Description of the task
Where a line below holds the string "entry", that line goes into the answer.

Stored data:

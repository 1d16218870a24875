/// Metadata record domain type
use serde::{Deserialize, Serialize};

/// Value reported by tag reads for a field the file does not carry.
///
/// Distinct from the empty string, which on the write path means
/// "leave this field untouched".
pub const NOT_AVAILABLE: &str = "N/A";

/// Suffix appended to the `source` of records that only confirm a song exists.
pub const LYRICS_ONLY_SUFFIX: &str = "(lyrics only)";

/// Normalized song metadata candidate
///
/// All fields are plain strings; an absent value is the empty string.
#[derive(Debug, Clone, Default, PartialEq, Eq, Serialize, Deserialize)]
pub struct MetadataRecord {
    /// Track title
    pub title: String,

    /// Artist name
    pub artist: String,

    /// Album title
    pub album: String,

    /// Four-digit year, or empty
    pub year: String,

    /// Provider-native track number, possibly "N/M"
    pub track: String,

    /// Comma-joined genre names
    pub genre: String,

    /// Name of the provider that produced this record
    pub source: String,

    /// Cover image URL, if the provider knows one
    #[serde(default, skip_serializing_if = "Option::is_none")]
    pub cover_url: Option<String>,

    /// Release identifier (primary catalog only), used for cover lookups
    #[serde(default, skip_serializing_if = "Option::is_none")]
    pub release_id: Option<String>,
}

impl MetadataRecord {
    /// Create a record carrying only artist and title
    pub fn new(artist: impl Into<String>, title: impl Into<String>) -> Self {
        Self {
            artist: artist.into(),
            title: title.into(),
            ..Self::default()
        }
    }

    /// A record as reported for a file without any tag block
    pub fn not_available() -> Self {
        Self {
            title: NOT_AVAILABLE.to_string(),
            artist: NOT_AVAILABLE.to_string(),
            album: NOT_AVAILABLE.to_string(),
            year: NOT_AVAILABLE.to_string(),
            track: NOT_AVAILABLE.to_string(),
            genre: NOT_AVAILABLE.to_string(),
            ..Self::default()
        }
    }

    pub fn with_album(mut self, album: impl Into<String>) -> Self {
        self.album = album.into();
        self
    }

    pub fn with_year(mut self, year: impl Into<String>) -> Self {
        self.year = year.into();
        self
    }

    pub fn with_track(mut self, track: impl Into<String>) -> Self {
        self.track = track.into();
        self
    }

    pub fn with_genre(mut self, genre: impl Into<String>) -> Self {
        self.genre = genre.into();
        self
    }

    pub fn with_source(mut self, source: impl Into<String>) -> Self {
        self.source = source.into();
        self
    }

    /// Whether this record came from the lyrics fallback and carries no
    /// album, year, track or genre information.
    pub fn is_lyrics_only(&self) -> bool {
        self.source.ends_with(LYRICS_ONLY_SUFFIX)
    }

    /// Copy of this record suitable for a tag write.
    ///
    /// Every `"N/A"` read sentinel becomes the empty "don't touch" value, so
    /// writing back an unedited read result never stores the literal text.
    pub fn for_write(&self) -> Self {
        fn clear_sentinel(value: &str) -> String {
            if value == NOT_AVAILABLE {
                String::new()
            } else {
                value.to_string()
            }
        }

        Self {
            title: clear_sentinel(&self.title),
            artist: clear_sentinel(&self.artist),
            album: clear_sentinel(&self.album),
            year: clear_sentinel(&self.year),
            track: clear_sentinel(&self.track),
            genre: clear_sentinel(&self.genre),
            source: self.source.clone(),
            cover_url: self.cover_url.clone(),
            release_id: self.release_id.clone(),
        }
    }

    /// Compare the tag-bearing fields of two records.
    ///
    /// `source`, `cover_url` and `release_id` are ignored. `"N/A"` and `""`
    /// are different values here.
    pub fn differs_in_tags(&self, other: &Self) -> bool {
        self.artist != other.artist
            || self.title != other.title
            || self.album != other.album
            || self.year != other.year
            || self.track != other.track
            || self.genre != other.genre
    }
}
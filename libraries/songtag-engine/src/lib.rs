//! SongTag Engine
//!
//! The entry point a presentation layer drives. It ties together provider
//! aggregation, cover art resolution and tag persistence:
//!
//! - **Fetch**: query providers for an artist/title pair and get candidates
//!   sorted by year
//! - **Read tags**: current tags and cover of an MP3 or Opus file
//! - **Write tags**: apply a chosen record (and cover) in the background, with
//!   progress events
//! - **Covers**: download a record's cover or load a local image
//!
//! # Example
//!
//! ```ignore
//! use songtag_engine::{parse_artist_title, TaggerEngine, WriteEvent};
//!
//! #[tokio::main]
//! async fn main() -> Result<(), Box<dyn std::error::Error>> {
//!     let engine = TaggerEngine::from_env()?;
//!     let path = "/music/Queen - Bohemian Rhapsody.mp3";
//!
//!     let (artist, title) = parse_artist_title(path).unwrap_or_default();
//!     let candidates = engine.fetch(&artist, &title, true).await?;
//!
//!     if let Some(best) = candidates.first() {
//!         let cover = engine.download_record_cover(best).await;
//!         let mut events = engine.write_tags(path, best, cover)?;
//!         while let Some(event) = events.recv().await {
//!             if let WriteEvent::Finished(outcome) = event {
//!                 println!("{}", outcome.message);
//!             }
//!         }
//!     }
//!
//!     Ok(())
//! }
//! ```

mod engine;
mod guard;

pub use engine::TaggerEngine;

// Re-export the types that cross the engine boundary
pub use songtag_core::{
    parse_artist_title, CoverImage, MetadataRecord, Result, SongTagError, NOT_AVAILABLE,
};
pub use songtag_providers::{FetchProgress, ProviderConfig};
pub use songtag_tags::{TagSnapshot, WriteEvent, WriteOutcome, WriteStage};
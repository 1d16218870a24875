//! SongTag Artwork - cover image resolution
//!
//! Resolves cover art into raw image buffers from two sources:
//!
//! - **Remote**: a cover URL attached to a metadata record, downloaded with a
//!   single timed GET. Failures are silent (`None`).
//! - **Local**: an image file picked by the user. Failures are reported as
//!   [`ArtworkError::LocalImageRead`].
//!
//! Every image is assumed to be JPEG; content is not sniffed.
//!
//! # Example
//!
//! ```no_run
//! use songtag_artwork::CoverArtResolver;
//!
//! # async fn example() -> Result<(), Box<dyn std::error::Error>> {
//! let resolver = CoverArtResolver::new()?;
//!
//! if let Some(cover) = resolver.download("https://example.com/front.jpg").await {
//!     println!("Downloaded {} bytes", cover.len());
//! }
//!
//! let local = resolver.load_local("cover.jpg")?;
//! println!("Loaded {} bytes, type: {}", local.len(), local.mime_type);
//! # Ok(())
//! # }
//! ```

mod error;
mod resolver;

// Re-export public API
pub use error::{ArtworkError, Result};
pub use resolver::{CoverArtResolver, DEFAULT_TIMEOUT, MAX_COVER_BYTES};
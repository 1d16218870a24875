/// Tag codec entry points
use crate::error::Result;
use crate::format::{AudioTags, TagContainer};
use crate::worker::WriteStage;
use songtag_core::{CoverImage, MetadataRecord};
use std::path::Path;
use tracing::{debug, info};

/// Tags and cover currently stored in a file
#[derive(Debug, Clone, PartialEq, Eq)]
pub struct TagSnapshot {
    /// Field values, `"N/A"` where the file has none
    pub record: MetadataRecord,
    /// First embedded picture
    pub cover: Option<CoverImage>,
}

/// Reads and writes tags, picking the container from the file extension
#[derive(Debug, Default, Clone, Copy)]
pub struct TagCodec;

impl TagCodec {
    pub fn new() -> Self {
        Self
    }

    /// Read the current tags and cover of a file
    pub fn read(&self, path: &Path) -> Result<TagSnapshot> {
        let tags = AudioTags::open(path)?;

        let snapshot = TagSnapshot {
            record: tags.read_fields(),
            cover: tags.read_cover(),
        };

        debug!(
            path = %path.display(),
            has_cover = snapshot.cover.is_some(),
            "Read tags"
        );

        Ok(snapshot)
    }

    /// Write a record (and optionally a cover) into a file.
    ///
    /// Empty fields of `record` leave the stored values untouched. The file is
    /// rewritten in place.
    pub fn write(
        &self,
        path: &Path,
        record: &MetadataRecord,
        cover: Option<&CoverImage>,
    ) -> Result<()> {
        self.write_with(path, record, cover, |_| {})
    }

    /// Like [`Self::write`], calling `on_stage` as each stage begins.
    ///
    /// `ProcessingCover` is only reported when a cover is given.
    pub fn write_with<F>(
        &self,
        path: &Path,
        record: &MetadataRecord,
        cover: Option<&CoverImage>,
        mut on_stage: F,
    ) -> Result<()>
    where
        F: FnMut(WriteStage),
    {
        on_stage(WriteStage::Starting);
        let mut tags = AudioTags::open(path)?;
        tags.apply_fields(record);

        if let Some(cover) = cover {
            on_stage(WriteStage::ProcessingCover);
            tags.apply_cover(cover);
        }

        on_stage(WriteStage::Saving);
        tags.save(path)?;

        info!(path = %path.display(), with_cover = cover.is_some(), "Tags written");
        Ok(())
    }
}
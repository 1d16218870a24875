//! ID3v2 frame tags for MP3 files.

use super::{or_not_available, writable_fields, Field, TagContainer};
use crate::error::{Result, TagError};
use id3::frame::{Picture, PictureType};
use id3::{ErrorKind, Tag, TagLike, Version};
use songtag_core::{CoverImage, MetadataRecord, JPEG_MIME_TYPE, NOT_AVAILABLE};
use std::path::Path;
use tracing::debug;

const ARTIST: &str = "TPE1";
const TITLE: &str = "TIT2";
const ALBUM: &str = "TALB";
const TRACK: &str = "TRCK";
const GENRE: &str = "TCON";
const RECORDING_TIME: &str = "TDRC";
/// ID3v2.3 year frame, read when no recording time frame exists
const YEAR: &str = "TYER";
const PICTURE: &str = "APIC";

/// A parsed ID3v2 tag.
///
/// The whole tag is kept, so frames this codec does not touch are written
/// back unchanged.
pub struct FrameTags {
    tag: Tag,
}

impl FrameTags {
    pub fn open(path: &Path) -> Result<Self> {
        match Tag::read_from_path(path) {
            Ok(tag) => Ok(Self { tag }),
            Err(e) if matches!(e.kind, ErrorKind::NoTag) => {
                debug!(path = %path.display(), "No ID3 tag, starting empty");
                Ok(Self { tag: Tag::new() })
            }
            Err(e) => Err(TagError::Read(format!("{}: {e}", path.display()))),
        }
    }

    fn text(&self, id: &str) -> Option<String> {
        self.tag
            .get(id)
            .and_then(|frame| frame.content().text())
            .map(str::to_string)
    }

    /// Year from the recording time frame, falling back to the v2.3 year
    /// frame. Valid only when its first four characters are digits.
    fn year(&self) -> String {
        let Some(date) = self.text(RECORDING_TIME).or_else(|| self.text(YEAR)) else {
            return NOT_AVAILABLE.to_string();
        };

        match date.get(..4) {
            Some(prefix) if prefix.bytes().all(|b| b.is_ascii_digit()) => prefix.to_string(),
            _ => NOT_AVAILABLE.to_string(),
        }
    }
}

fn frame_id(field: Field) -> &'static str {
    match field {
        Field::Artist => ARTIST,
        Field::Title => TITLE,
        Field::Album => ALBUM,
        Field::Year => RECORDING_TIME,
        Field::Track => TRACK,
        Field::Genre => GENRE,
    }
}

impl TagContainer for FrameTags {
    fn read_fields(&self) -> MetadataRecord {
        MetadataRecord {
            artist: or_not_available(self.text(ARTIST)),
            title: or_not_available(self.text(TITLE)),
            album: or_not_available(self.text(ALBUM)),
            year: self.year(),
            track: or_not_available(self.text(TRACK)),
            genre: or_not_available(self.text(GENRE)),
            ..MetadataRecord::default()
        }
    }

    fn read_cover(&self) -> Option<CoverImage> {
        self.tag
            .pictures()
            .next()
            .map(|picture| CoverImage::new(picture.data.clone(), picture.mime_type.clone()))
    }

    fn apply_fields(&mut self, record: &MetadataRecord) {
        for (field, value) in writable_fields(record) {
            if !value.is_empty() {
                self.tag.set_text(frame_id(field), value);
            }
        }
    }

    fn apply_cover(&mut self, cover: &CoverImage) {
        self.tag.remove(PICTURE);
        self.tag.add_frame(Picture {
            mime_type: JPEG_MIME_TYPE.to_string(),
            picture_type: PictureType::CoverFront,
            description: String::new(),
            data: cover.data.clone(),
        });
    }

    fn save(&self, path: &Path) -> Result<()> {
        self.tag
            .write_to_path(path, Version::Id3v24)
            .map_err(|e| TagError::Write(format!("{}: {e}", path.display())))
    }
}
use songtag_core::{Result, SongTagError};
use std::sync::atomic::{AtomicBool, Ordering};
use std::sync::Arc;

/// Marks one operation kind as running until dropped.
///
/// Acquiring while another guard for the same flag is alive fails with
/// [`SongTagError::Busy`] instead of waiting.
#[derive(Debug)]
pub(crate) struct InFlightGuard {
    flag: Arc<AtomicBool>,
}

impl InFlightGuard {
    pub(crate) fn acquire(flag: &Arc<AtomicBool>, operation: &str) -> Result<Self> {
        flag.compare_exchange(false, true, Ordering::AcqRel, Ordering::Acquire)
            .map_err(|_| SongTagError::busy(operation))?;

        Ok(Self {
            flag: Arc::clone(flag),
        })
    }
}

impl Drop for InFlightGuard {
    fn drop(&mut self) {
        self.flag.store(false, Ordering::Release);
    }
}
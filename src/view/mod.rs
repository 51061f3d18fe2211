//! Lazy views over base ranges.

pub mod filter;
pub mod product;

pub use filter::{Filter, filter};
pub use product::{CartesianProduct, cartesian_product};
//! In-place container compaction.
//!
//! [`InPlaceFilter`] rewrites a container so it holds exactly the elements a
//! predicate accepts, in their original relative order, with exactly one
//! predicate evaluation per element. The rewrite strategy is picked per
//! container type:
//!
//! * `Vec` and `VecDeque` compact by swapping kept elements onto a write
//!   cursor and truncating (see [`contiguous`]).
//! * `LinkedList` splices kept nodes back onto the scanned prefix without
//!   moving elements (see [`list`]).
//! * `BTreeSet` removes rejected elements as they are found, walking a
//!   "last kept" cursor through key order (see [`btree`]).
//!
//! All strategies share the same unwind contract: if the predicate panics,
//! the container still ends up holding exactly the elements retained so far.
//! Elements not yet scanned are dropped, never left behind in a
//! half-compacted container.

pub mod btree;
pub mod contiguous;
pub mod list;

pub use contiguous::{ContiguousMut, WriteCursor};

/// Containers that can be compacted in place by a predicate.
pub trait InPlaceFilter {
    type Item;

    /// Retain exactly the elements `pred` accepts, preserving order.
    fn filter_in_place<P>(&mut self, pred: P)
    where
        P: FnMut(&Self::Item) -> bool,
    {
        self.filter_in_place_from(0, pred);
    }

    /// Like [`filter_in_place`](Self::filter_in_place), but the first
    /// `start` elements are retained unconditionally and never passed to
    /// the predicate.
    fn filter_in_place_from<P>(&mut self, start: usize, pred: P)
    where
        P: FnMut(&Self::Item) -> bool;
}

/// Free-function form of [`InPlaceFilter::filter_in_place`].
///
/// # Example
/// ```
/// use range_views::compact::filter_inplace;
/// let mut v = vec![1, 2, 3, 4, 5, 6];
/// filter_inplace(&mut v, |n| n % 2 == 0);
/// assert_eq!(v, vec![2, 4, 6]);
/// ```
pub fn filter_inplace<C, P>(container: &mut C, pred: P)
where
    C: InPlaceFilter + ?Sized,
    P: FnMut(&C::Item) -> bool,
{
    container.filter_in_place(pred);
}

/// Free-function form of [`InPlaceFilter::filter_in_place_from`].
pub fn filter_inplace_from<C, P>(container: &mut C, start: usize, pred: P)
where
    C: InPlaceFilter + ?Sized,
    P: FnMut(&C::Item) -> bool,
{
    container.filter_in_place_from(start, pred);
}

Response box
//! The entry point a presentation layer drives. It ties together provider
/// Tag codec entry points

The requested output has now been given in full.